» **Exercise instructions**:
Write out exactly the lines of the entries below, from the first through the line containing "let admission = match admission", and nothing beyond them.

##########

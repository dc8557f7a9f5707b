//! Signaling relay connections
//!
//! A connection moves through `Connecting -> Admitted -> Active -> Closed`.
//! Admission re-validates the token and meeting but does not touch the HTTP
//! join counter, so a valid token can always open a relay connection even
//! when the meeting's join capacity is used up.

use std::sync::Arc;

use axum::extract::ws::{CloseFrame, Message, WebSocket};
use axum::extract::{Query, State, WebSocketUpgrade};
use axum::response::IntoResponse;
use futures_util::{SinkExt, StreamExt};
use serde::Deserialize;
use tokio::sync::mpsc;
use tracing::{debug, info, warn};

use tether_core::{AccessError, CloseCode};

use crate::messages::{ClientMessage, ServerMessage};
use crate::room::Rooms;
use crate::state::AppState;

/// WebSocket close code for an unexpected server failure
const CLOSE_INTERNAL_ERROR: u16 = 1011;

#[derive(Debug, Deserialize)]
pub struct WsParams {
    pub token: Option<String>,
}

/// Identity of an admitted connection, owned by its task for its lifetime
#[derive(Clone, Debug, PartialEq, Eq)]
pub struct PeerContext {
    pub peer_id: String,
    pub meeting_id: String,
}

pub async fn ws_handler(
    ws: WebSocketUpgrade,
    Query(params): Query<WsParams>,
    State(state): State<Arc<AppState>>,
) -> impl IntoResponse {
    ws.on_upgrade(move |socket| handle_socket(socket, params.token, state))
}

async fn handle_socket(mut socket: WebSocket, token: Option<String>, state: Arc<AppState>) {
    let admission = match token.as_deref() {
        Some(token) => state.gate.check(token, state.now()),
        None => Err(AccessError::TokenNotFound),
    };

    let admission = match admission {
        Ok(a) => a,
        Err(e) => {
            debug!("Relay connection refused: {}", e);
            let code: Option<CloseCode> = (&e).into();
            match code {
                Some(code) => close(&mut socket, code.as_u16(), code.reason()).await,
                None => close(&mut socket, CLOSE_INTERNAL_ERROR, "internal error").await,
            }
            return;
        }
    };

    let (tx, mut rx) = mpsc::unbounded_channel::<ServerMessage>();
    let peer_id = match state.rooms.join(&admission.meeting_id, tx) {
        Ok(id) => id,
        Err(e) => {
            warn!("Could not admit relay peer: {}", e);
            close(&mut socket, CLOSE_INTERNAL_ERROR, "internal error").await;
            return;
        }
    };

    let ctx = PeerContext {
        peer_id,
        meeting_id: admission.meeting_id,
    };
    info!("Relay peer {} active in meeting {}", ctx.peer_id, ctx.meeting_id);

    let (mut sender, mut receiver) = socket.split();

    let mut send_task = tokio::spawn(async move {
        while let Some(msg) = rx.recv().await {
            let json = match msg.to_json() {
                Ok(json) => json,
                Err(e) => {
                    warn!("Failed to encode relay message: {}", e);
                    continue;
                }
            };
            if sender.send(Message::Text(json.into())).await.is_err() {
                break;
            }
        }
    });

    let mut recv_task = tokio::spawn({
        let state = state.clone();
        let ctx = ctx.clone();

        async move {
            while let Some(Ok(msg)) = receiver.next().await {
                match msg {
                    Message::Text(text) => {
                        route(&state.rooms, &ctx, text.as_str());
                    }
                    Message::Close(_) => break,
                    // Frames are JSON text; binary is not part of the protocol.
                    _ => {}
                }
            }
        }
    });

    tokio::select! {
        _ = (&mut send_task) => recv_task.abort(),
        _ = (&mut recv_task) => send_task.abort(),
    };

    state.rooms.leave(&ctx.meeting_id, &ctx.peer_id);
    debug!("Relay peer {} closed", ctx.peer_id);
}

/// Handle one inbound text frame from an active peer
///
/// Returns whether anything was delivered. Malformed frames and signals to
/// peers not in the room are dropped without telling the sender.
pub fn route(rooms: &Rooms, ctx: &PeerContext, text: &str) -> bool {
    match ClientMessage::from_json(text) {
        Ok(ClientMessage::Signal { target, data }) => {
            let msg = ServerMessage::Signal {
                from: ctx.peer_id.clone(),
                data,
            };
            let delivered = rooms.send_to(&ctx.meeting_id, &target, msg);
            if !delivered {
                debug!("Signal from {} to unknown peer {} dropped", ctx.peer_id, target);
            }
            delivered
        }
        Err(e) => {
            debug!("Malformed message from {} dropped: {}", ctx.peer_id, e);
            false
        }
    }
}

async fn close(socket: &mut WebSocket, code: u16, reason: &'static str) {
    let frame = CloseFrame {
        code,
        reason: reason.into(),
    };
    let _ = socket.send(Message::Close(Some(frame))).await;
}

##########

» **Answer to the exercise**:
repository dc8557f7a9f5707b
//! Signaling relay connections
//!
//! A connection moves through `Connecting -> Admitted -> Active -> Closed`.
//! Admission re-validates the token and meeting but does not touch the HTTP
//! join counter, so a valid token can always open a relay connection even
//! when the meeting's join capacity is used up.

use std::sync::Arc;

use axum::extract::ws::{CloseFrame, Message, WebSocket};
use axum::extract::{Query, State, WebSocketUpgrade};
use axum::response::IntoResponse;
use futures_util::{SinkExt, StreamExt};
use serde::Deserialize;
use tokio::sync::mpsc;
use tracing::{debug, info, warn};

use tether_core::{AccessError, CloseCode};

use crate::messages::{ClientMessage, ServerMessage};
use crate::room::Rooms;
use crate::state::AppState;

/// WebSocket close code for an unexpected server failure
const CLOSE_INTERNAL_ERROR: u16 = 1011;

#[derive(Debug, Deserialize)]
pub struct WsParams {
    pub token: Option<String>,
}

/// Identity of an admitted connection, owned by its task for its lifetime
#[derive(Clone, Debug, PartialEq, Eq)]
pub struct PeerContext {
    pub peer_id: String,
    pub meeting_id: String,
}

pub async fn ws_handler(
    ws: WebSocketUpgrade,
    Query(params): Query<WsParams>,
    State(state): State<Arc<AppState>>,
) -> impl IntoResponse {
    ws.on_upgrade(move |socket| handle_socket(socket, params.token, state))
}

async fn handle_socket(mut socket: WebSocket, token: Option<String>, state: Arc<AppState>) {
    let admission = match token.as_deref() {
        Some(token) => state.gate.check(token, state.now()),
        None => Err(AccessError::TokenNotFound),
    };

    let admission = match admission {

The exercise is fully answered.